Entries provided »
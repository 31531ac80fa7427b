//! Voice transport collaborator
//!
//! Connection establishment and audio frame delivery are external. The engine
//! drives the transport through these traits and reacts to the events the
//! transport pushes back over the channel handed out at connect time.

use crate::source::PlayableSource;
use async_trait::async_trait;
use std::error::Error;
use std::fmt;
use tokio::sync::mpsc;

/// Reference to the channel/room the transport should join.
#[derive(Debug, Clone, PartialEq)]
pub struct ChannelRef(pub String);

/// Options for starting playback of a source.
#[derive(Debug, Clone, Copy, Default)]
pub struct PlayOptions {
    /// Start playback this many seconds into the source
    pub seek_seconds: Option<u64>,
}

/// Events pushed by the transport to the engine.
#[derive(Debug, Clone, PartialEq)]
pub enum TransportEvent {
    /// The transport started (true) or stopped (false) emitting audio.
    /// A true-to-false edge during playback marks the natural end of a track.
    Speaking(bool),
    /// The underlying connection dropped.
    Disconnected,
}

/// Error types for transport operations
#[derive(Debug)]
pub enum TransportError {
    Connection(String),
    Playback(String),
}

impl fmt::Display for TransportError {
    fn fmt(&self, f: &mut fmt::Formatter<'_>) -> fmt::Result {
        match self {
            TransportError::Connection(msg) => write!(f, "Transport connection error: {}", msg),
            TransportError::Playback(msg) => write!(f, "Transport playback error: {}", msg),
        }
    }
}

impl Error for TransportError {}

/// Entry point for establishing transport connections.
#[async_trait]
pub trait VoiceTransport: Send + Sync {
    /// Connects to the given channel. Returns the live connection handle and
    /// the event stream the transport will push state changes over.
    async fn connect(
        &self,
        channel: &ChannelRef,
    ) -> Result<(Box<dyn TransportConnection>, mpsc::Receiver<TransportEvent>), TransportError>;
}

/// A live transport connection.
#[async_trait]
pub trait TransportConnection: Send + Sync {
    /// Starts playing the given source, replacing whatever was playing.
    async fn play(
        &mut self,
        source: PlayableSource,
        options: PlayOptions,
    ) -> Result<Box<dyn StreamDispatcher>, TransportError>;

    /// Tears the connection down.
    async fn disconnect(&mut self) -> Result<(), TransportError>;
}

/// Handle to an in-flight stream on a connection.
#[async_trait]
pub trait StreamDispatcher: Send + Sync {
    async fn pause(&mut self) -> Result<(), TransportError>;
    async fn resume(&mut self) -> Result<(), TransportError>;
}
---
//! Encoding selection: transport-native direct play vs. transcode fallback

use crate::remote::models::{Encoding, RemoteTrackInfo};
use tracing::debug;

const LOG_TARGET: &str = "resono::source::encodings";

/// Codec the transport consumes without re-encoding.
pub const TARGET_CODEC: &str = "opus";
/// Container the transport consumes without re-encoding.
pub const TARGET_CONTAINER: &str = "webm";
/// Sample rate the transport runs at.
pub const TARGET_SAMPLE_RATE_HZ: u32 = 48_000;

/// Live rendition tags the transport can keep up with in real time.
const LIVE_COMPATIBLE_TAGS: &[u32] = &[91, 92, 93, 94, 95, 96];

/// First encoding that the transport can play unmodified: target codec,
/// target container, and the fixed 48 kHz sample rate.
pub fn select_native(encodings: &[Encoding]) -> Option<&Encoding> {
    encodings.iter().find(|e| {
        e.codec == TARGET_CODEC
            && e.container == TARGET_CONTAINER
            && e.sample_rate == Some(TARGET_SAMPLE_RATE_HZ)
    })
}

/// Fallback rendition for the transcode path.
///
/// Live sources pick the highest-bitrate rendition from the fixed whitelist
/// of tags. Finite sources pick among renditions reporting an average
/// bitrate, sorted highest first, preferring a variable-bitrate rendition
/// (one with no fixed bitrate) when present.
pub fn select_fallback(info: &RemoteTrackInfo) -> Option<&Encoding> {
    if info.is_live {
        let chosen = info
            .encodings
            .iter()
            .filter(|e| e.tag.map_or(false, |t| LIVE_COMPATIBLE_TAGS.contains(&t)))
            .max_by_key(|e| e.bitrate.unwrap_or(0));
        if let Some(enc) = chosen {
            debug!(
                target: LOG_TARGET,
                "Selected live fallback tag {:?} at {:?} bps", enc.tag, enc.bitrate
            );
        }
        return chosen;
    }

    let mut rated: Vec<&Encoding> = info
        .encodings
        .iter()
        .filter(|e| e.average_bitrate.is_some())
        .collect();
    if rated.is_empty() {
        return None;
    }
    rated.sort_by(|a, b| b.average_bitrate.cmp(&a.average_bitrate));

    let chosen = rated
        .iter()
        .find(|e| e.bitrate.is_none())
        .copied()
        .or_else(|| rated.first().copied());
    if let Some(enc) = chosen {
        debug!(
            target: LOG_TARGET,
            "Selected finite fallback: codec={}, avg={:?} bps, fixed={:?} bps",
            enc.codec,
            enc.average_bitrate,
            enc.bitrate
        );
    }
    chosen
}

Task details » Repeat word for word the lines above that run from the line containing "pub const TARGET_SAMPLE_RATE_HZ: u32" through the line containing "the fixed whitelist", both ends included, and nothing else.

Result »
pub const TARGET_SAMPLE_RATE_HZ: u32 = 48_000;

/// Live rendition tags the transport can keep up with in real time.
const LIVE_COMPATIBLE_TAGS: &[u32] = &[91, 92, 93, 94, 95, 96];

/// First encoding that the transport can play unmodified: target codec,
/// target container, and the fixed 48 kHz sample rate.
pub fn select_native(encodings: &[Encoding]) -> Option<&Encoding> {
    encodings.iter().find(|e| {
        e.codec == TARGET_CODEC
            && e.container == TARGET_CONTAINER
            && e.sample_rate == Some(TARGET_SAMPLE_RATE_HZ)
    })
}

/// Fallback rendition for the transcode path.
///
/// Live sources pick the highest-bitrate rendition from the fixed whitelist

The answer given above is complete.